The Sugar Cane Growers Council (SCGC) has formally opposed a Fiji Sugar Corporation (FSC) proposal to close tramline operations serving Rarawai Mill in Tavua, Ba and the Lautoka Mill, a move FSC says would take effect from the 2026 crushing season. The dispute is now before the Sugar Industry Tribunal (SIT), and the Council says it is awaiting the tribunal’s direction before any final decision is made.
In a statement, the SCGC said the proposal had sparked serious concern among cane growers who rely on tramlines as a core part of the island’s cane transport system. “Tramlines have been part of the cane transport system for generations and continue to provide an important service, especially in areas where road access and transport options are limited,” the Council said, urging that any decision be made from the grower’s perspective rather than solely on operational efficiency or short-term cost savings.
SCGC chief executive officer Mr Dutt warned the impact on growers could be substantial. “For growers, this is not a simple operational adjustment. It directly affects cost, access, harvesting readiness, and delivery security,” he said, stressing that growers in remote and marginal areas would feel the greatest strain. Mr Dutt noted that forced reliance on lorry cartage would mean longer travel distances, higher transport charges and the risk of delivery delays during peak crushing periods when road transport capacity is already stretched.

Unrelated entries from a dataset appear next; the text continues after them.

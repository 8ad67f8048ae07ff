/*!
This crate implements the cohort training pipeline: load a survey csv, balance the classes by oversampling, scale the features, search a hyperparameter space for the best multilayer perceptron, evaluate it on a held-out test set, and rank the features by permutation importance.
*/

#![allow(clippy::tabs_in_doc_comments)]

mod config;

pub mod balance;
pub mod grid;
pub mod importance;
pub mod progress;
pub mod report;
pub mod scale;
pub mod search;
pub mod train;

pub use self::report::Report;
pub use self::train::train;
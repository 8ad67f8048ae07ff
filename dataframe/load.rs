use super::*;
use anyhow::{bail, Result};
use std::path::Path;

/// Values that are treated as missing rather than malformed. They still fail the load, because the pipeline has no imputation, but they produce a clearer message.
const INVALID_VALUES: &[&str] = &[
	"", "null", "NULL", "n/a", "N/A", "nan", "-nan", "NaN", "-NaN", "?",
];

impl DataFrame {
	pub fn from_path(path: &Path, progress: impl Fn(u64)) -> Result<Self> {
		Self::from_csv(&mut csv::Reader::from_path(path)?, progress)
	}

	/// Read a csv into a dataframe. The header row defines the column names. Every cell must parse as a finite number, otherwise the load fails naming the offending column and record.
	pub fn from_csv<R>(reader: &mut csv::Reader<R>, progress: impl Fn(u64)) -> Result<Self>
	where
		R: std::io::Read,
	{
		let column_names: Vec<String> = reader
			.headers()?
			.into_iter()
			.map(|column_name| column_name.to_owned())
			.collect();
		if column_names.is_empty() {
			bail!("the csv file has no columns");
		}
		let mut dataframe = DataFrame::new(column_names);
		let mut record = csv::StringRecord::new();
		let mut record_index = 0usize;
		while reader.read_record(&mut record)? {
			record_index += 1;
			for (column, value) in dataframe.columns.iter_mut().zip(record.iter()) {
				let value = value.trim();
				if INVALID_VALUES.contains(&value) {
					bail!(
						"column \"{}\" has a missing value in record {}",
						column.name,
						record_index,
					);
				}
				let value: f32 = match lexical::parse(value) {
					Ok(value) => value,
					Err(_) => bail!(
						"column \"{}\" has a non-numeric value \"{}\" in record {}",
						column.name,
						value,
						record_index,
					),
				};
				if !value.is_finite() {
					bail!(
						"column \"{}\" has a non-finite value in record {}",
						column.name,
						record_index,
					);
				}
				column.data.push(value);
			}
			progress(record.position().map(|position| position.byte()).unwrap_or(0));
		}
		if dataframe.nrows() == 0 {
			bail!("the csv file has no records");
		}
		Ok(dataframe)
	}
}
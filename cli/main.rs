//! This module contains the main entrypoint to the cohort cli.

use anyhow::Result;
use clap::Parser;
use cohort_core::progress::Progress;
use colored::Colorize;
use std::path::PathBuf;

#[derive(Parser)]
#[clap(about = "Train a survey risk model from a csv file.")]
enum Options {
	#[clap(name = "train")]
	Train(TrainOptions),
}

#[derive(clap::Args, Debug)]
#[clap(about = "train a model from a csv file and report its metrics and feature importances")]
struct TrainOptions {
	#[clap(short, long, help = "the path to your .csv file")]
	file: PathBuf,
	#[clap(short, long, help = "the name of the column to predict")]
	target: String,
	#[clap(short, long, help = "the path to a config file")]
	config: Option<PathBuf>,
	#[clap(short, long, help = "the path to write the report json to")]
	output: Option<PathBuf>,
	#[clap(long = "no-progress", help = "disable progress messages")]
	no_progress: bool,
}

fn main() {
	let options = Options::parse();
	let result = match options {
		Options::Train(options) => cli_train(options),
	};
	if let Err(error) = result {
		eprintln!("{}: {}", "error".red().bold(), error);
		std::process::exit(1);
	}
}

fn cli_train(options: TrainOptions) -> Result<()> {
	let progress_enabled = !options.no_progress;
	let mut training_announced = false;
	let report = cohort_core::train(
		&options.file,
		&options.target,
		options.config.as_deref(),
		&mut |progress| {
			if !progress_enabled {
				return;
			}
			match progress {
				Progress::Loading(_) => eprintln!("loading {}", options.file.display()),
				Progress::Shuffling => eprintln!("shuffling"),
				Progress::Balancing => eprintln!("balancing classes"),
				Progress::Searching {
					trial_index,
					max_trials,
				} => eprintln!("searching: trial {} of {}", trial_index + 1, max_trials),
				Progress::Training(progress) => {
					if !training_announced {
						training_announced = true;
						eprintln!("training the final model for {} epochs", progress.max_epochs);
					}
				}
				Progress::Testing => eprintln!("evaluating on the test set"),
				Progress::ComputingFeatureImportances => {
					eprintln!("computing feature importances")
				}
			}
		},
	)?;
	println!("{}", report);
	if let Some(output_path) = options.output {
		let file = std::fs::File::create(&output_path)?;
		serde_json::to_writer_pretty(file, &report)?;
		eprintln!("The report was written to {}.", output_path.display());
	}
	Ok(())
}
#[cfg(test)]
mod test {
	use super::*;
	use crate::config::{FitConfig, SearchConfig, SpaceConfig};
	use cohort_dataframe::NumberColumn;

	#[test]
	fn test_hidden_layer_sizes() {
		let hyperparameters = Hyperparameters::new(vec![
			("input_units".to_owned(), 96),
			("n_layers".to_owned(), 1),
			("layer_0".to_owned(), 64),
			("layer_1".to_owned(), 32),
		]);
		assert_eq!(hidden_layer_sizes(&hyperparameters).unwrap(), vec![96, 64]);
	}

	fn synthetic_dataframe() -> DataFrame {
		// 60 records, imbalanced 3:1 in favor of the negative class, and separable on "risk".
		let n = 60;
		let mut risk = Vec::with_capacity(n);
		let mut noise = Vec::with_capacity(n);
		let mut label = Vec::with_capacity(n);
		for i in 0..n {
			let positive = i % 4 == 0;
			risk.push(if positive { 8.0 } else { 2.0 });
			noise.push((i % 7).to_f32().unwrap());
			label.push(if positive { 1.0 } else { 0.0 });
		}
		DataFrame {
			columns: vec![
				NumberColumn {
					name: "risk".to_owned(),
					data: risk,
				},
				NumberColumn {
					name: "noise".to_owned(),
					data: noise,
				},
				NumberColumn {
					name: "outcome".to_owned(),
					data: label,
				},
			],
		}
	}

	fn small_config() -> Config {
		Config {
			balance: Some(crate::config::BalanceConfig { seed: Some(0) }),
			space: Some(SpaceConfig {
				max_hidden_layers: Some(1),
				min_units: Some(4),
				max_units: Some(8),
				units_step: Some(4),
			}),
			search: Some(SearchConfig {
				max_trials: Some(2),
				executions_per_trial: None,
				n_startup_trials: None,
				n_trials_without_improvement_to_stop: None,
				validation_split: Some(0.25),
				max_epochs: Some(5),
				seed: Some(0),
			}),
			fit: Some(FitConfig {
				learning_rate: None,
				max_epochs: Some(10),
				n_examples_per_batch: Some(16),
			}),
			importance: Some(crate::config::ImportanceConfig {
				n_repeats: Some(2),
				seed: Some(1),
			}),
			..Default::default()
		}
	}

	#[test]
	fn test_pipeline_end_to_end() {
		let report = train_dataframe(
			synthetic_dataframe(),
			"outcome",
			&small_config(),
			&mut |_| {},
		)
		.unwrap();
		assert_eq!(report.target_column_name, "outcome");
		assert_eq!(report.n_records, 60);
		// 45 negative records, so balancing brings the total to 90.
		assert_eq!(report.n_records_after_balancing, 90);
		assert_eq!(
			report.n_train_records + report.n_test_records,
			report.n_records_after_balancing,
		);
		assert_eq!(report.n_trials, 2);
		assert_eq!(report.epoch_metrics.len(), 10);
		assert_eq!(report.feature_importances.len(), 2);
		let n_counted = report.confusion_matrix.true_negatives
			+ report.confusion_matrix.false_positives
			+ report.confusion_matrix.false_negatives
			+ report.confusion_matrix.true_positives;
		assert_eq!(n_counted, report.n_test_records as u64);
		assert!(report.baseline_accuracy >= 0.5);
	}

	#[test]
	fn test_unknown_target_column_fails() {
		let error = train_dataframe(
			synthetic_dataframe(),
			"missing",
			&Config::default(),
			&mut |_| {},
		)
		.unwrap_err();
		assert!(error.to_string().contains("missing"));
	}

	#[test]
	fn test_invalid_test_fraction_fails() {
		let config = Config {
			test_fraction: Some(1.5),
			..Default::default()
		};
		let result = train_dataframe(synthetic_dataframe(), "outcome", &config, &mut |_| {});
		assert!(result.is_err());
	}

	#[test]
	fn test_zero_units_step_fails() {
		let config = Config {
			space: Some(SpaceConfig {
				max_hidden_layers: Some(1),
				min_units: Some(32),
				max_units: Some(64),
				units_step: Some(0),
			}),
			..Default::default()
		};
		let error = train_dataframe(synthetic_dataframe(), "outcome", &config, &mut |_| {})
			.unwrap_err();
		assert!(error.to_string().contains("units_step"));
	}

	#[test]
	fn test_inverted_units_range_fails() {
		let config = Config {
			space: Some(SpaceConfig {
				max_hidden_layers: Some(1),
				min_units: Some(64),
				max_units: Some(32),
				units_step: Some(32),
			}),
			..Default::default()
		};
		let error = train_dataframe(synthetic_dataframe(), "outcome", &config, &mut |_| {})
			.unwrap_err();
		assert!(error.to_string().contains("min_units"));
	}

	#[test]
	fn test_zero_hidden_layers_fails() {
		let config = Config {
			space: Some(SpaceConfig {
				max_hidden_layers: Some(0),
				min_units: Some(32),
				max_units: Some(64),
				units_step: Some(32),
			}),
			..Default::default()
		};
		let error = train_dataframe(synthetic_dataframe(), "outcome", &config, &mut |_| {})
			.unwrap_err();
		assert!(error.to_string().contains("max_hidden_layers"));
	}

	#[test]
	fn test_invalid_validation_split_fails() {
		let config = Config {
			search: Some(SearchConfig {
				max_trials: Some(2),
				executions_per_trial: None,
				n_startup_trials: None,
				n_trials_without_improvement_to_stop: None,
				validation_split: Some(1.5),
				max_epochs: Some(5),
				seed: None,
			}),
			..Default::default()
		};
		let error = train_dataframe(synthetic_dataframe(), "outcome", &config, &mut |_| {})
			.unwrap_err();
		assert!(error.to_string().contains("validation_split"));
	}
}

The Council is demanding a full cost‑benefit analysis to assess the true financial impact on growers, FSC and the broader sugar industry before any tramline closures proceed. SCGC is also seeking explicit assurances that any additional costs arising from a closure would not be passed on to growers, and has called for robust, inclusive consultations with those directly affected by the change.
As an alternative to full closure, the SCGC has suggested exploring measures to make tramline operations more efficient and cost‑effective. Among the ideas put forward is modifying tramline logistics to transport billet cane in cage bins — a change the Council says could improve handling efficiency and reduce costs while maintaining the service for growers who have limited road access.
Tramlines have historically been an integral component of cane logistics in Fiji’s western mills, providing low-cost, reliable movement of harvested cane from remote blocks to mills. The Council warned that removing that option risks increasing cartage costs across the board and placing further pressure on a finite lorry fleet, which could in turn affect harvesting schedules and mill throughput during the concentrated crushing season.
No final decision has been announced. The matter remains before the Sugar Industry Tribunal, which will consider submissions and direct any next steps. The SCGC said it will continue to represent growers’ interests at the tribunal and encouraged growers to remain informed and to participate in any forthcoming consultations as the matter develops.